I have received your Letter of the 2nd. Ultimo, together with its several enclosures.—

Your Letter to Mr. Brown was immediately delivered;—that to Colonel Kirbey is returned to you, & whose death I presume you have by this time been informed of.—

Mr. Brown has mentioned to me his Intention to decline serving either as Judge or Secretary; the Salary is not sufficient to support him comfortably, and finding a great opening at the Bar, he thinks it his duty to pursue his profession, and the more so, since his private Resources are too limited to justify any sacrifices.—I regret the resignation of Mr. Brown; in any Character his services would have been Valuable, but his knowledge of the Law & of the Languages, would have rendered him an acquisition to the Territorial Bench.—The sudden introduction of our Languages into Louisiana has indeed subjected the Citizens to considerable Inconvenience and given rise to much discontent;—Exertions were made to remedy this Inconvenience—In the Court of Pleas which was established during the temporary Government, the Records were kept in French and English, & in the selection of Justices, the possession of the two Languages was considered by me as “having great weight against other qualifications.”—In the Governor’s Court, an Interpreter of Talents was always present, and the Clerk of the Court from his knowledge of the French was enabled to transact (satisfactorily) to any business relating to his Department.—But the circumstance of the Supreme Judge having but a very incorrect knowledge of the French was embarrassing to him & inconvenient to the Suiters.—

The organization of the Council has relieved me from much anxiety, & the Care and prudence with which they act, afford me great satisfaction.

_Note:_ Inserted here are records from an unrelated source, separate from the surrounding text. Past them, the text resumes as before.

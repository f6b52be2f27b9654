//! Projection of the category graph onto a weighted similarity graph

use rayon::prelude::*;

use crate::graph::entity::NodeId;
use crate::graph::filters::{Filters, Selections};
use crate::graph::store::EntryGraph;
use crate::graph::weighted::WeightedGraph;

/// Projection graph handed to the community detectors
pub type ProjectionGraph = WeightedGraph<NodeId, f64>;

/// Below this many selected categories the pair sweep runs sequentially
const PARALLEL_THRESHOLD: usize = 1000;

/// Builds a projection graph from a store and a filter/selection pair
pub struct ProjectionBuilder<'a> {
    graph: &'a EntryGraph,
    filters: &'a Filters,
    selections: &'a Selections,
}

impl<'a> ProjectionBuilder<'a> {
    pub fn new(graph: &'a EntryGraph, filters: &'a Filters, selections: &'a Selections) -> Self {
        Self {
            graph,
            filters,
            selections,
        }
    }

    /// Weighted pairs (a, b, w) with a < b and w > 0; runs on rayon once
    /// `nodes` reaches `parallel_threshold`
    fn weighted_pairs(&self, nodes: &[NodeId], parallel_threshold: usize) -> Vec<(NodeId, NodeId, f64)> {
        let row = |i: usize| {
            let a = nodes[i];
            nodes[i + 1..]
                .iter()
                .filter_map(move |&b| {
                    let w = self.filters.weight(self.graph, a, b);
                    (w > 0.0).then_some((a, b, w))
                })
                .collect::<Vec<_>>()
        };

        if nodes.len() < parallel_threshold {
            return (0..nodes.len()).flat_map(row).collect();
        }

        (0..nodes.len())
            .into_par_iter()
            .flat_map_iter(row)
            .collect()
    }

    /// Build the projection: one vertex per selected live category and one
    /// edge per pair with positive weighted similarity
    pub fn build(&self) -> ProjectionGraph {
        let nodes = self.selections.resolve(self.graph);
        log::info!(
            "Projecting {} categories with filters [{}]",
            nodes.len(),
            self.filters
        );

        let mut projection = ProjectionGraph::with_capacity(nodes.len());
        for &node in &nodes {
            projection.add_vertex(node);
        }

        if self.filters.is_empty() {
            log::warn!("No similarity dimension enabled; projection has no edges");
            return projection;
        }

        let pairs = self.weighted_pairs(&nodes, PARALLEL_THRESHOLD);
        for &(a, b, w) in &pairs {
            projection.add_edge(a, b, w);
        }

        log::info!(
            "Projection has {} vertices and {} edges",
            projection.vertex_count(),
            pairs.len()
        );
        projection
    }
}

/// Convenience wrapper around [`ProjectionBuilder`]
pub fn project(graph: &EntryGraph, filters: &Filters, selections: &Selections) -> ProjectionGraph {
    ProjectionBuilder::new(graph, filters, selections).build()
}
//! Similarity filters and node selections used to build a projection

use serde::{Deserialize, Serialize};
use std::collections::{BTreeMap, BTreeSet};
use std::fmt;
use std::str::FromStr;

use crate::error::{Error, Result};
use crate::graph::entity::NodeId;
use crate::graph::store::EntryGraph;

/// A similarity dimension between two categories
#[derive(Debug, Clone, Copy, PartialEq, Eq, PartialOrd, Ord, Hash, Serialize, Deserialize)]
#[serde(rename_all = "lowercase")]
pub enum Dimension {
    /// Shared CsubC destinations
    Subcategories,
    /// Shared CsupC destinations
    Supercategories,
    /// Shared pages (CP)
    Pages,
    /// CsubC + CsupC + CP overlap
    Categories,
    /// Direct CsubC/CsupC arches between the pair
    Linked,
}

impl Dimension {
    pub const ALL: [Dimension; 5] = [
        Dimension::Subcategories,
        Dimension::Supercategories,
        Dimension::Pages,
        Dimension::Categories,
        Dimension::Linked,
    ];

    pub fn name(self) -> &'static str {
        match self {
            Dimension::Subcategories => "subcategories",
            Dimension::Supercategories => "supercategories",
            Dimension::Pages => "pages",
            Dimension::Categories => "categories",
            Dimension::Linked => "linked",
        }
    }

    /// Raw similarity of two categories along this dimension
    pub fn measure(self, graph: &EntryGraph, a: NodeId, b: NodeId) -> usize {
        match self {
            Dimension::Subcategories => graph.common_csubc(a, b),
            Dimension::Supercategories => graph.common_csupc(a, b),
            Dimension::Pages => graph.pages_common(a, b),
            Dimension::Categories => graph.categories_common(a, b),
            Dimension::Linked => graph.linked(a, b),
        }
    }
}

impl FromStr for Dimension {
    type Err = Error;

    fn from_str(s: &str) -> Result<Self> {
        Dimension::ALL
            .into_iter()
            .find(|d| d.name() == s)
            .ok_or_else(|| Error::invalid("filters", format!("unknown dimension '{s}'")))
    }
}

impl fmt::Display for Dimension {
    fn fmt(&self, f: &mut fmt::Formatter<'_>) -> fmt::Result {
        f.write_str(self.name())
    }
}

/// Priority per similarity dimension. A priority of 0 disables the dimension.
#[derive(Debug, Clone, PartialEq, Eq, Serialize, Deserialize)]
#[serde(from = "FiltersRepr")]
pub struct Filters {
    priorities: BTreeMap<Dimension, u32>,
}

/// Serialized shape of [`Filters`]; zero priorities are dropped on the way in
#[derive(Deserialize)]
struct FiltersRepr {
    priorities: BTreeMap<Dimension, u32>,
}

impl From<FiltersRepr> for Filters {
    fn from(repr: FiltersRepr) -> Self {
        let mut filters = Filters::none();
        for (dimension, priority) in repr.priorities {
            filters.set(dimension, priority);
        }
        filters
    }
}

impl Filters {
    /// Every dimension disabled
    pub fn none() -> Self {
        Self {
            priorities: BTreeMap::new(),
        }
    }

    pub fn with(mut self, dimension: Dimension, priority: u32) -> Self {
        self.set(dimension, priority);
        self
    }

    pub fn set(&mut self, dimension: Dimension, priority: u32) {
        if priority == 0 {
            self.priorities.remove(&dimension);
        } else {
            self.priorities.insert(dimension, priority);
        }
    }

    pub fn priority(&self, dimension: Dimension) -> u32 {
        self.priorities.get(&dimension).copied().unwrap_or(0)
    }

    /// Enabled dimensions and their priorities
    pub fn enabled(&self) -> impl Iterator<Item = (Dimension, u32)> + '_ {
        self.priorities.iter().map(|(&d, &p)| (d, p))
    }

    pub fn is_empty(&self) -> bool {
        self.priorities.is_empty()
    }

    /// Weighted similarity of a pair: the sum of priority x measure over the
    /// enabled dimensions
    pub fn weight(&self, graph: &EntryGraph, a: NodeId, b: NodeId) -> f64 {
        self.enabled()
            .map(|(dimension, priority)| {
                priority as f64 * dimension.measure(graph, a, b) as f64
            })
            .sum()
    }
}

impl Default for Filters {
    fn default() -> Self {
        Filters::none()
            .with(Dimension::Subcategories, 1)
            .with(Dimension::Supercategories, 1)
            .with(Dimension::Pages, 1)
            .with(Dimension::Linked, 2)
    }
}

/// Parses `name=priority` pairs separated by commas, e.g. `pages=2,linked=1`
impl FromStr for Filters {
    type Err = Error;

    fn from_str(s: &str) -> Result<Self> {
        let mut filters = Filters::none();
        for item in s.split(',').map(str::trim).filter(|item| !item.is_empty()) {
            let (name, priority) = item.split_once('=').ok_or_else(|| {
                Error::invalid("filters", format!("expected name=priority, found '{item}'"))
            })?;
            let dimension: Dimension = name.trim().parse()?;
            let priority: u32 = priority.trim().parse().map_err(|_| {
                Error::invalid("filters", format!("bad priority for '{dimension}'"))
            })?;
            filters.set(dimension, priority);
        }
        Ok(filters)
    }
}

impl fmt::Display for Filters {
    fn fmt(&self, f: &mut fmt::Formatter<'_>) -> fmt::Result {
        let mut first = true;
        for (dimension, priority) in self.enabled() {
            if !first {
                f.write_str(",")?;
            }
            write!(f, "{dimension}={priority}")?;
            first = false;
        }
        Ok(())
    }
}

/// Which categories take part in a projection
#[derive(Debug, Clone, PartialEq, Eq, Default, Serialize, Deserialize)]
pub enum Selections {
    /// Every live category
    #[default]
    All,
    /// Only these category ids
    Only(BTreeSet<NodeId>),
}

impl Selections {
    pub fn only(ids: impl IntoIterator<Item = NodeId>) -> Self {
        Selections::Only(ids.into_iter().collect())
    }

    /// Select categories by name; names the store does not know are skipped
    pub fn from_names<'a>(graph: &EntryGraph, names: impl IntoIterator<Item = &'a str>) -> Self {
        let mut ids = BTreeSet::new();
        for name in names {
            match graph.category_id(name) {
                Some(id) => {
                    ids.insert(id);
                }
                None => log::warn!("Selection names unknown category '{}'", name),
            }
        }
        Selections::Only(ids)
    }

    pub fn contains(&self, id: NodeId) -> bool {
        match self {
            Selections::All => true,
            Selections::Only(ids) => ids.contains(&id),
        }
    }

    /// Selected ids that are live in the store, ascending
    pub fn resolve(&self, graph: &EntryGraph) -> Vec<NodeId> {
        match self {
            Selections::All => graph.categories(),
            Selections::Only(_) => graph
                .categories()
                .into_iter()
                .filter(|&id| self.contains(id))
                .collect(),
        }
    }
}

I am fearful of sudden Innovation, and therefore strongly advise the gradual introduction of the American System of Jurisprudence.—The Council have already determined that the Laws should be printed in french & English; In the latter however, the Laws are to be passed, but Official translations thereof are to be made, & this I presume will be satisfactory.

Doctor Sibley will probably decline serving as a counsillor; he is a great supporter of the Memorial, & conserves the present provisional Government.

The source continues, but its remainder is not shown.